| Record excerpts |
//! Event builder: assembles canonical journal events and ledger entries
//! with run-scoped sequence ids, and anchors the ledger head on a cadence.

use crate::{AnchorWriter, JournalWriter, LedgerWriter, StoreError};
use autocap_spec::{prefixed_id, sha256_canonical, JournalEvent};
use parking_lot::Mutex;
use serde_json::Value;
use std::collections::HashMap;
use std::sync::Arc;

/// Builder shared by every subsystem that records evidence.
pub struct EventBuilder {
    run_id: String,
    tzid: String,
    offset_minutes: i32,
    journal: Arc<JournalWriter>,
    ledger: Arc<LedgerWriter>,
    anchor: Option<Arc<AnchorWriter>>,
    anchor_interval: u64,
    policy_snapshot_hash: String,
    seqs: Mutex<HashMap<String, u64>>,
}

impl EventBuilder {
    /// Wire a builder over the journal, ledger, and optional anchor store.
    pub fn new(
        run_id: String,
        journal: Arc<JournalWriter>,
        ledger: Arc<LedgerWriter>,
        anchor: Option<Arc<AnchorWriter>>,
        anchor_interval: u64,
        policy_snapshot: &Value,
    ) -> Self {
        let offset = chrono::Local::now().offset().local_minus_utc() / 60;
        EventBuilder {
            run_id,
            tzid: host_tzid(),
            offset_minutes: offset,
            journal,
            ledger,
            anchor,
            anchor_interval: anchor_interval.max(1),
            policy_snapshot_hash: sha256_canonical(policy_snapshot),
            seqs: Mutex::new(HashMap::new()),
        }
    }

    /// Run this builder writes for.
    pub fn run_id(&self) -> &str {
        &self.run_id
    }

    /// Hash of the effective policy subtree, stamped into capture records.
    pub fn policy_snapshot_hash(&self) -> &str {
        &self.policy_snapshot_hash
    }

    /// Append a journal event with a fresh run-scoped event id.
    pub fn journal_event(&self, event_type: &str, payload: Value) -> Result<String, StoreError> {
        let ts = autocap_spec::now_utc();
        self.journal_event_at(event_type, payload, &ts, None)
    }

    /// Append a journal event with an explicit timestamp and optional
    /// caller-supplied event id (used by segment sealing so the event id
    /// equals the segment id).
    pub fn journal_event_at(
        &self,
        event_type: &str,
        payload: Value,
        ts_utc: &str,
        event_id: Option<&str>,
    ) -> Result<String, StoreError> {
        let event_id = match event_id {
            Some(id) => id.to_string(),
            None => {
                let seq = self.next_seq(event_type);
                prefixed_id(&self.run_id, event_type, seq)
            }
        };
        let event = JournalEvent {
            event_id: event_id.clone(),
            event_type: event_type.to_string(),
            ts_utc: ts_utc.to_string(),
            payload,
            run_id: self.run_id.clone(),
            tzid: self.tzid.clone(),
            offset_minutes: self.offset_minutes,
        };
        self.journal.append(&event)?;
        Ok(event_id)
    }

    /// Append a ledger entry bound to the current head; anchors the head
    /// every `anchor_interval` entries when an anchor store is wired.
    pub fn ledger_entry(
        &self,
        stage: &str,
        inputs: Vec<String>,
        outputs: Vec<String>,
        payload: Value,
    ) -> Result<String, StoreError> {
        let ts = autocap_spec::now_utc();
        self.ledger_entry_at(stage, inputs, outputs, payload, &ts)
    }

    /// Append a ledger entry with an explicit timestamp.
    pub fn ledger_entry_at(
        &self,
        stage: &str,
        inputs: Vec<String>,
        outputs: Vec<String>,
        payload: Value,
        ts_utc: &str,
    ) -> Result<String, StoreError> {
        let hash = self.ledger.append(stage, inputs, outputs, payload, ts_utc)?;
        if let Some(anchor) = &self.anchor {
            if self.ledger.entries_since_anchor() >= self.anchor_interval {
                match anchor.record(&hash, ts_utc) {
                    Ok(_) => self.ledger.mark_anchored(),
                    Err(err) => tracing::warn!(error = %err, "anchor attestation failed"),
                }
            }
        }
        Ok(hash)
    }

    /// Current ledger head.
    pub fn ledger_head(&self) -> Option<String> {
        self.ledger.head()
    }

    /// Path of the underlying ledger file (read-side consumers).
    pub fn ledger_path(&self) -> &std::path::Path {
        self.ledger.path()
    }

    /// Path of the underlying journal file (read-side consumers).
    pub fn journal_path(&self) -> &std::path::Path {
        self.journal.path()
    }

    fn next_seq(&self, event_type: &str) -> u64 {
        let mut seqs = self.seqs.lock();
        let seq = seqs.entry(event_type.to_string()).or_insert(0);
        let current = *seq;
        *seq += 1;
        current
    }
}

// Host timezone id from the environment; UTC when unset.
fn host_tzid() -> String {
    std::env::var("TZ").unwrap_or_else(|_| "UTC".to_string())
}

#[cfg(test)]
mod tests {
    use super::*;
    use crate::FsyncPolicy;
    use serde_json::json;

    fn builder(dir: &std::path::Path) -> EventBuilder {
        let journal =
            Arc::new(JournalWriter::open(&dir.join("journal.ndjson"), FsyncPolicy::None).unwrap());
        let ledger =
            Arc::new(LedgerWriter::open(&dir.join("ledger.ndjson"), FsyncPolicy::None).unwrap());
        EventBuilder::new(
            "run-test".into(),
            journal,
            ledger,
            None,
            64,
            &json!({"privacy": {}}),
        )
    }

    #[test]
    fn sequences_are_per_event_type() {
        let dir = tempfile::tempdir().unwrap();
        let builder = builder(dir.path());
        let a = builder.journal_event("capture.drop", json!({})).unwrap();
        let b = builder.journal_event("capture.drop", json!({})).unwrap();
        let c = builder.journal_event("disk.pressure", json!({})).unwrap();
        assert_eq!(a, "run-test/capture.drop/0");
        assert_eq!(b, "run-test/capture.drop/1");
        assert_eq!(c, "run-test/disk.pressure/0");
    }

    #[test]
    fn ledger_entries_chain_through_builder() {
        let dir = tempfile::tempdir().unwrap();
        let builder = builder(dir.path());
        let first = builder
            .ledger_entry("system", vec![], vec![], json!({"event": "system.start"}))
            .unwrap();
        let second = builder
            .ledger_entry("capture", vec![], vec![], json!({}))
            .unwrap();
        assert_ne!(first, second);
        assert_eq!(builder.ledger_head(), Some(second));
    }

    #[test]
    fn anchor_fires_on_interval() {
        let dir = tempfile::tempdir().unwrap();
        let journal = Arc::new(
            JournalWriter::open(&dir.path().join("journal.ndjson"), FsyncPolicy::None).unwrap(),
        );
        let ledger = Arc::new(
            LedgerWriter::open(&dir.path().join("ledger.ndjson"), FsyncPolicy::None).unwrap(),
        );
        let anchor_path = dir.path().join("outside").join("anchors.ndjson");
        let anchor = Arc::new(AnchorWriter::open(&anchor_path).unwrap());
        let builder = EventBuilder::new("run".into(), journal, ledger, Some(anchor), 2, &json!({}));
        builder.ledger_entry("system", vec![], vec![], json!({})).unwrap();
        builder.ledger_entry("system", vec![], vec![], json!({})).unwrap();
        let lines = std::fs::read_to_string(anchor_path).unwrap();
        assert_eq!(lines.lines().count(), 1);
    }
}
//! GPU lag guard and VRAM release hooks. Concrete GPU bindings live in
//! plugins; the core consumes the trait.

use serde_json::{json, Value};

/// One GPU utilization sample.
#[derive(Debug, Clone, Copy, Default)]
pub struct GpuSnapshot {
    /// GPU utilization fraction, when known.
    pub gpu_utilization: Option<f64>,
    /// GPU memory utilization fraction, when known.
    pub gpu_mem_utilization: Option<f64>,
    /// p95 of recent capture-to-display lag.
    pub lag_p95_ms: Option<f64>,
}

/// GPU control surface supplied by a platform plugin.
pub trait GpuController: Send + Sync {
    /// Sample current utilization.
    fn sample(&self) -> GpuSnapshot;
    /// Release cached VRAM; returns a result payload for telemetry.
    fn release_vram(&self, reason: &str) -> Value;
}

/// Controller for hosts without a managed GPU.
pub struct NullGpuController;

impl GpuController for NullGpuController {
    fn sample(&self) -> GpuSnapshot {
        GpuSnapshot::default()
    }

    fn release_vram(&self, reason: &str) -> Value {
        json!({"ok": true, "released": false, "reason": reason})
    }
}

/// Lag-guard thresholds.
#[derive(Debug, Clone)]
pub struct GpuGuardConfig {
    /// Maximum tolerated lag p95 before GPU work is blocked.
    pub lag_p95_max_ms: f64,
    /// Maximum tolerated GPU utilization.
    pub gpu_max_utilization: f64,
    /// Maximum tolerated GPU memory utilization.
    pub gpu_mem_max_utilization: f64,
}

impl Default for GpuGuardConfig {
    fn default() -> Self {
        GpuGuardConfig {
            lag_p95_max_ms: 50.0,
            gpu_max_utilization: 0.85,
            gpu_mem_max_utilization: 0.9,
        }
    }
}

/// Lag-guard verdict.
#[derive(Debug, Clone)]
pub struct GpuGuardDecision {
    /// Whether GPU work may proceed.
    pub ok: bool,
    /// Which threshold tripped (or `ok`/`no_gpu`).
    pub reason: String,
    /// Snapshot the decision was made from.
    pub snapshot: GpuSnapshot,
}

/// Evaluate the lag guard against a snapshot. Hosts without GPU data are
/// allowed through (`no_gpu`).
pub fn evaluate_gpu_guard(config: &GpuGuardConfig, snapshot: GpuSnapshot) -> GpuGuardDecision {
    if snapshot.gpu_utilization.is_none()
        && snapshot.gpu_mem_utilization.is_none()
        && snapshot.lag_p95_ms.is_none()
    {
        return GpuGuardDecision {
            ok: true,
            reason: "no_gpu".to_string(),
            snapshot,
        };
    }
    if let Some(lag) = snapshot.lag_p95_ms {
        if lag > config.lag_p95_max_ms {
            return GpuGuardDecision {
                ok: false,
                reason: "lag_p95".to_string(),
                snapshot,
            };
        }
    }
    if let Some(util) = snapshot.gpu_utilization {
        if util > config.gpu_max_utilization {
            return GpuGuardDecision {
                ok: false,
                reason: "gpu_utilization".to_string(),
                snapshot,
            };
        }
    }
    if let Some(mem) = snapshot.gpu_mem_utilization {
        if mem > config.gpu_mem_max_utilization {
            return GpuGuardDecision {
                ok: false,
                reason: "gpu_mem_utilization".to_string(),
                snapshot,
            };
        }
    }
    GpuGuardDecision {
        ok: true,
        reason: "ok".to_string(),
        snapshot,
    }
}

#[cfg(test)]
mod tests {
    use super::*;

    #[test]
    fn missing_gpu_passes_guard() {
        let decision = evaluate_gpu_guard(&GpuGuardConfig::default(), GpuSnapshot::default());
        assert!(decision.ok);
        assert_eq!(decision.reason, "no_gpu");
    }

    #[test]
    fn high_lag_blocks_gpu_work() {
        let decision = evaluate_gpu_guard(
            &GpuGuardConfig::default(),
            GpuSnapshot {
                lag_p95_ms: Some(120.0),
                ..GpuSnapshot::default()
            },
        );
        assert!(!decision.ok);
        assert_eq!(decision.reason, "lag_p95");
    }

    #[test]
    fn utilization_under_thresholds_is_ok() {
        let decision = evaluate_gpu_guard(
            &GpuGuardConfig::default(),
            GpuSnapshot {
                gpu_utilization: Some(0.4),
                gpu_mem_utilization: Some(0.5),
                lag_p95_ms: Some(10.0),
            },
        );
        assert!(decision.ok);
    }
}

| Task goal |
Gather every line from the entries above where the word "outputs" appears, and copy them.

| Result |
        outputs: Vec<String>,
        self.ledger_entry_at(stage, inputs, outputs, payload, &ts)
        outputs: Vec<String>,
        let hash = self.ledger.append(stage, inputs, outputs, payload, ts_utc)?;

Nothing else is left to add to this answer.